_YOUR GOAL_
From the first line of the records through the line containing "filename crates/convo-cluster-core/src/types/response.rs", retype every line exactly and nothing else.

_GIVEN ENTRIES_

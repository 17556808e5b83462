//! `config` command: print the effective configuration as TOML.

use std::path::PathBuf;

use anyhow::{Context, Result};
use clap::Args;

use super::input::load_config;

/// Arguments for `config`
#[derive(Args, Debug)]
pub struct ConfigArgs {
    /// TOML configuration file; defaults apply when omitted
    #[arg(long, env = "CONVO_CLUSTER_CONFIG")]
    pub config: Option<PathBuf>,
}

pub fn config_command(args: ConfigArgs) -> Result<()> {
    let config = load_config(args.config.as_deref())?;
    let toml = config.to_toml_string().context("rendering configuration")?;
    print!("{toml}");
    Ok(())
}
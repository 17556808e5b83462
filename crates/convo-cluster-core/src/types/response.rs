//! Response payload for the `cluster` operation.

use std::collections::BTreeMap;

use serde::{Deserialize, Serialize};

/// Integer label of a cluster or subcluster.
///
/// Labels are 1-based; subcluster `0` marks a top-level cluster that was too
/// small to subdivide. Serialized as JSON object keys they become strings
/// (`"1"`, `"2"`, ...), ordered numerically.
pub type ClusterLabel = u32;

/// Summary numbers reported alongside the taxonomy.
#[derive(Debug, Clone, Copy, PartialEq, Serialize, Deserialize)]
pub struct ClusterStats {
    /// Number of input records.
    pub total_conversations: usize,
    /// Number of top-level clusters.
    pub total_clusters: usize,
    /// `total_conversations / total_clusters`, rounded to 2 decimals.
    pub avg_cluster_size: f64,
}

impl ClusterStats {
    /// Compute stats for a taxonomy with `total_clusters` top-level groups.
    pub fn new(total_conversations: usize, total_clusters: usize) -> Self {
        let avg = if total_clusters > 0 {
            total_conversations as f64 / total_clusters as f64
        } else {
            0.0
        };
        Self {
            total_conversations,
            total_clusters,
            avg_cluster_size: (avg * 100.0).round() / 100.0,
        }
    }
}

/// Result of the `cluster` operation.
#[derive(Debug, Clone, PartialEq, Serialize, Deserialize)]
pub struct ClusterResponse {
    /// Top-level cluster label -> member ids in input order.
    pub high_level_clusters: BTreeMap<ClusterLabel, Vec<String>>,

    /// Top-level label -> subcluster label -> member ids in input order.
    pub subclusters: BTreeMap<ClusterLabel, BTreeMap<ClusterLabel, Vec<String>>>,

    /// Full N x N composite cosine similarity, rows and columns in input order.
    pub similarity_matrix: Vec<Vec<f64>>,

    /// Summary numbers.
    pub cluster_stats: ClusterStats,
}
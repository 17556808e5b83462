//! CLI exit code handling.
//!
//! Exit codes:
//! - 0: Success
//! - 1: Request rejected (bad input, nothing was computed)
//! - 2: Any other failure

use std::process::ExitCode;

use convo_cluster_core::{ClusteringError, InputError};

/// Exit codes for CLI commands.
#[derive(Debug, Clone, Copy, PartialEq, Eq)]
#[repr(u8)]
pub enum CliExitCode {
    /// Success
    Success = 0,
    /// The request failed input validation
    Rejected = 1,
    /// I/O, parse, configuration or internal failure
    Failure = 2,
}

impl From<CliExitCode> for ExitCode {
    fn from(code: CliExitCode) -> Self {
        ExitCode::from(code as u8)
    }
}

impl From<CliExitCode> for i32 {
    fn from(code: CliExitCode) -> Self {
        code as i32
    }
}

impl From<&ClusteringError> for CliExitCode {
    fn from(err: &ClusteringError) -> Self {
        if err.is_input_rejection() {
            CliExitCode::Rejected
        } else {
            CliExitCode::Failure
        }
    }
}

/// Determine the exit code for an error chain.
///
/// Walks the chain looking for a typed core error, so context added with
/// `anyhow` does not hide an input rejection.
pub fn exit_code_for_error(err: &anyhow::Error) -> CliExitCode {
    for cause in err.chain() {
        if let Some(clustering) = cause.downcast_ref::<ClusteringError>() {
            return CliExitCode::from(clustering);
        }
        if cause.downcast_ref::<InputError>().is_some() {
            return CliExitCode::Rejected;
        }
    }
    CliExitCode::Failure
}
//! Stateless Ward + maxclust clusterer.

use tracing::debug;

use super::cut::FlatClustering;
use super::linkage::{ward_linkage, Dendrogram};
use crate::similarity::DistanceMatrix;

/// Ward-linkage agglomerative clusterer cut to a requested cluster count.
///
/// Holds no state, so the same instance serves both the top-level pass and
/// every per-group subclustering pass.
#[derive(Debug, Clone, Copy, Default)]
pub struct HierarchicalClusterer;

impl HierarchicalClusterer {
    pub fn new() -> Self {
        Self
    }

    /// Cluster count actually requested from the cut for `m` items.
    ///
    /// Clipped to `m - 1` (a request for `m` or more would only yield
    /// singletons) and raised to at least 1.
    pub fn effective_k(m: usize, requested: usize) -> usize {
        if m <= 1 {
            m
        } else {
            requested.clamp(1, m - 1)
        }
    }

    /// Build the merge hierarchy only.
    pub fn linkage(&self, distances: &DistanceMatrix) -> Dendrogram {
        ward_linkage(distances)
    }

    /// Cluster all items of `distances` into at most `requested` groups.
    ///
    /// A single item gets label 1 without building a hierarchy; an empty
    /// matrix yields an empty clustering.
    pub fn fit(&self, distances: &DistanceMatrix, requested: usize) -> FlatClustering {
        let m = distances.dim();
        if m <= 1 {
            return FlatClustering::from_labels(vec![1; m]);
        }

        let k = Self::effective_k(m, requested);
        let flat = self.linkage(distances).cut_max_clusters(k);
        debug!(
            items = m,
            requested,
            effective_k = k,
            clusters = flat.num_clusters(),
            "hierarchical fit complete"
        );
        flat
    }

    /// Cluster the items at `indices` using their pairwise distances only.
    ///
    /// Labels are positional with respect to `indices`.
    pub fn fit_subset(
        &self,
        distances: &DistanceMatrix,
        indices: &[usize],
        requested: usize,
    ) -> FlatClustering {
        self.fit(&distances.select(indices), requested)
    }
}

#[cfg(test)]
mod tests {
    use super::*;

    fn line(points: &[f64]) -> DistanceMatrix {
        let rows = points
            .iter()
            .map(|a| points.iter().map(|b| (a - b).abs()).collect())
            .collect();
        DistanceMatrix::from_rows(rows).expect("square")
    }

    #[test]
    fn test_effective_k() {
        assert_eq!(HierarchicalClusterer::effective_k(0, 5), 0);
        assert_eq!(HierarchicalClusterer::effective_k(1, 5), 1);
        assert_eq!(HierarchicalClusterer::effective_k(2, 5), 1);
        assert_eq!(HierarchicalClusterer::effective_k(10, 5), 5);
        assert_eq!(HierarchicalClusterer::effective_k(10, 0), 1);
        assert_eq!(HierarchicalClusterer::effective_k(3, 3), 2);
        println!("[PASS] effective_k clips to [1, m-1]");
    }

    #[test]
    fn test_fit_small_inputs() {
        let clusterer = HierarchicalClusterer::new();

        let empty = clusterer.fit(&line(&[]), 3);
        assert!(empty.labels().is_empty());
        assert_eq!(empty.num_clusters(), 0);

        assert_eq!(clusterer.fit(&line(&[2.0]), 3).labels(), &[1]);
        assert_eq!(clusterer.fit(&line(&[2.0, 9.0]), 3).labels(), &[1, 1]);
        println!("[PASS] M=0, M=1, M=2 handled");
    }

    #[test]
    fn test_fit_clips_request() {
        let clusterer = HierarchicalClusterer::new();
        let flat = clusterer.fit(&line(&[0.0, 4.0, 10.0, 30.0]), 10);

        assert_eq!(flat.num_clusters(), 3);
        println!("[PASS] request of 10 on 4 items yields 3 clusters");
    }

    #[test]
    fn test_fit_subset_uses_local_positions() {
        let clusterer = HierarchicalClusterer::new();
        let distances = line(&[0.0, 100.0, 0.5, 200.0, 50.0]);

        // Items 0, 2 and 4: 0.0 and 0.5 group together, 50.0 stands apart.
        let flat = clusterer.fit_subset(&distances, &[0, 2, 4], 2);
        let groups = flat.groups();

        assert_eq!(groups.len(), 2);
        assert!(groups.values().any(|g| g == &vec![0, 1]));
        assert!(groups.values().any(|g| g == &vec![2]));
        println!("[PASS] subset clustering: {groups:?}");
    }
}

_OUTPUT OF THE EXERCISE_
repository 17556808e5b83462
//! `config` command: print the effective configuration as TOML.

use std::path::PathBuf;

use anyhow::{Context, Result};
use clap::Args;

use super::input::load_config;

/// Arguments for `config`
#[derive(Args, Debug)]
pub struct ConfigArgs {
    /// TOML configuration file; defaults apply when omitted
    #[arg(long, env = "CONVO_CLUSTER_CONFIG")]
    pub config: Option<PathBuf>,
}

pub fn config_command(args: ConfigArgs) -> Result<()> {
    let config = load_config(args.config.as_deref())?;
    let toml = config.to_toml_string().context("rendering configuration")?;
    print!("{toml}");
    Ok(())
}
repository 17556808e5b83462
filename crates/convo-cluster-core/src/types/response.rs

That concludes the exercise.